In these circumstances the remedy prayed for cannot be granted. "The rightful authority of a
judge, in the full exercise of his public judicial function, cannot be questioned by any merely
private suitor, nor by any other, excepting in the form especially provided by law. A judge de
facto assumes the exercise of a part of the prerogative of sovereignty, and the legality of that
assumption is open to the attack of the sovereign power alone. Accordingly, it is a well
established principle, dating from the earliest period and repeatedly confirmed by an unbroken
current of decisions, that the official acts of a de facto judge are just as valid for all purposes as
those of a de jure judge, so far as the public or third persons who are interested therein are
concerned. The rule is the same in civil criminal cases.
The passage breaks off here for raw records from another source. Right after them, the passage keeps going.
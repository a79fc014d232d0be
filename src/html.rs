// Customer Dashboard - HTML Target
// The page served at `/`: table body, two canvases and the sort controls

use crate::chart::{ChartKind, ChartWidget};
use crate::dashboard::Dashboard;
use crate::view::{TableBody, TABLE_BODY_ID};

pub const SORT_BUTTON_ID: &str = "sort-button";
pub const AMOUNT_BUTTON_ID: &str = "amount-button";

const CHART_JS: &str = "https://cdn.jsdelivr.net/npm/chart.js";

// Same format as `chart::tooltip_label`, run by Chart.js in the browser
const TOOLTIP_CALLBACK: &str = r#"function withTooltip(config) {
  config.options = config.options || {};
  config.options.plugins = { tooltip: { callbacks: { label: function (context) {
    let label = context.dataset.label || '';
    if (label) { label += ': '; }
    label += context.raw;
    label += ` (${context.label})`;
    return label;
  } } } };
  return config;
}"#;

pub fn escape(text: &str) -> String {
    let mut out = String::with_capacity(text.len());
    for c in text.chars() {
        match c {
            '&' => out.push_str("&amp;"),
            '<' => out.push_str("&lt;"),
            '>' => out.push_str("&gt;"),
            '"' => out.push_str("&quot;"),
            '\'' => out.push_str("&#39;"),
            _ => out.push(c),
        }
    }
    out
}

/// Rows of `customer-table-body`, each with a nested transactions table
pub fn render_table_body(table: &TableBody) -> String {
    let mut html = String::new();

    for row in table.rows() {
        html.push_str(&format!(
            "<tr><th scope=\"row\">{}</th><td>{}</td><td><table class=\"table table-striped\"><tbody>",
            row.id,
            escape(&row.name)
        ));
        for tx in &row.transactions {
            html.push_str(&format!(
                "<tr><td>{}</td><td>{}</td></tr>",
                tx.amount,
                escape(&tx.date)
            ));
        }
        html.push_str("</tbody></table></td></tr>\n");
    }

    html
}

/// `<script>` that draws `widget` on its canvas
pub fn render_chart_script(widget: &ChartWidget) -> String {
    // `</` must not appear inside a script element
    let config = widget.config().to_string().replace("</", "<\\/");
    format!(
        "<script>new Chart(document.getElementById('{}').getContext('2d'), withTooltip({}));</script>\n",
        widget.kind.target_id(),
        config
    )
}

/// The whole page. Charts that were never constructed get no script.
pub fn render_page(dashboard: &Dashboard) -> String {
    let mut html = String::new();

    html.push_str("<!DOCTYPE html>\n<html lang=\"en\">\n<head>\n");
    html.push_str("<meta charset=\"utf-8\">\n<title>Customer Transactions</title>\n");
    html.push_str(&format!("<script src=\"{}\"></script>\n", CHART_JS));
    html.push_str(&format!("<script>{}</script>\n", TOOLTIP_CALLBACK));
    html.push_str("</head>\n<body>\n");

    html.push_str(&format!(
        "<form method=\"post\" action=\"/sort/name\"><button id=\"{}\" type=\"submit\">Sort by name</button></form>\n",
        SORT_BUTTON_ID
    ));
    html.push_str(&format!(
        "<form method=\"post\" action=\"/sort/amount\"><button id=\"{}\" type=\"submit\">Sort by amount ({})</button></form>\n",
        AMOUNT_BUTTON_ID,
        dashboard.sort_order().label()
    ));

    html.push_str("<table class=\"table\">\n");
    html.push_str("<thead><tr><th scope=\"col\">ID</th><th scope=\"col\">Name</th><th scope=\"col\">Transactions</th></tr></thead>\n");
    html.push_str(&format!("<tbody id=\"{}\">\n", TABLE_BODY_ID));
    html.push_str(&render_table_body(dashboard.table()));
    html.push_str("</tbody>\n</table>\n");

    for kind in [ChartKind::Bar, ChartKind::Doughnut] {
        html.push_str(&format!("<canvas id=\"{}\"></canvas>\n", kind.target_id()));
    }
    for widget in dashboard.charts() {
        html.push_str(&render_chart_script(widget));
    }

    html.push_str("</body>\n</html>\n");
    html
}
The principle is one founded in policy
and convenience, for the right of no one claiming a title or interest under or through the
proceedings of an officer having an apparent authority to act would be safe, if it were necessary
in every case to examine the legality of the title of such officer up to its original source, and the
title or interest of such person were held to be invalidated by some accidental defect or flaw in
the appointment, election or qualification of such officer, or in the rights of those from whom his
appointment or election emanated; nor could the supremacy of the laws be maintained, or their
execution enforced, if the acts of the judge having a colorable, but not a legal title, were to be
deemed invalid. As in the case of judges of courts of record, the acts of a justice de facto cannot
be called in question in any suit to which he is not a party. The official acts of a de facto justice
cannot b attacked collaterally. An exception to the general rule that the title of a person
assuming to act as judge cannot be questioned in a suit before him is generally recognized in
the case of a special judge, and it is held that a party to an action before a special judge may
question his title to the office of a judge on the proceedings before him, and that the judgment
will be reversed on appeal, where proper exceptions are taken, if the person assuming to act as
special judge is not a judge de jure. The title of a de facto officer cannot be indirectly questioned
in a proceeding to obtain a writ of prohibition to prevent him from doing an official act nor in a
suit to enjoin the collection of a judgment rendered by him. Having at least colorable right to the
office his title can be determined only in a quo warranto proceeding or information in the nature
of a quo warranto at suit of the sovereign." (15 R. C. L., pp. 519-521.)

The demurrer to the petition is sustained, and inasmuch as it is evident that the weakness of the
petition cannot be cured by amendment the present proceedings are hereby dismissed with the
costs against the petitioners jointly and severally. The preliminary injunction hereinbefore issued
is dissolved. So ordered.

Avanceña, C. J., Johnson, Street, Malcolm, Villamor, Romualdez, and Villa-Real, JJ., concur.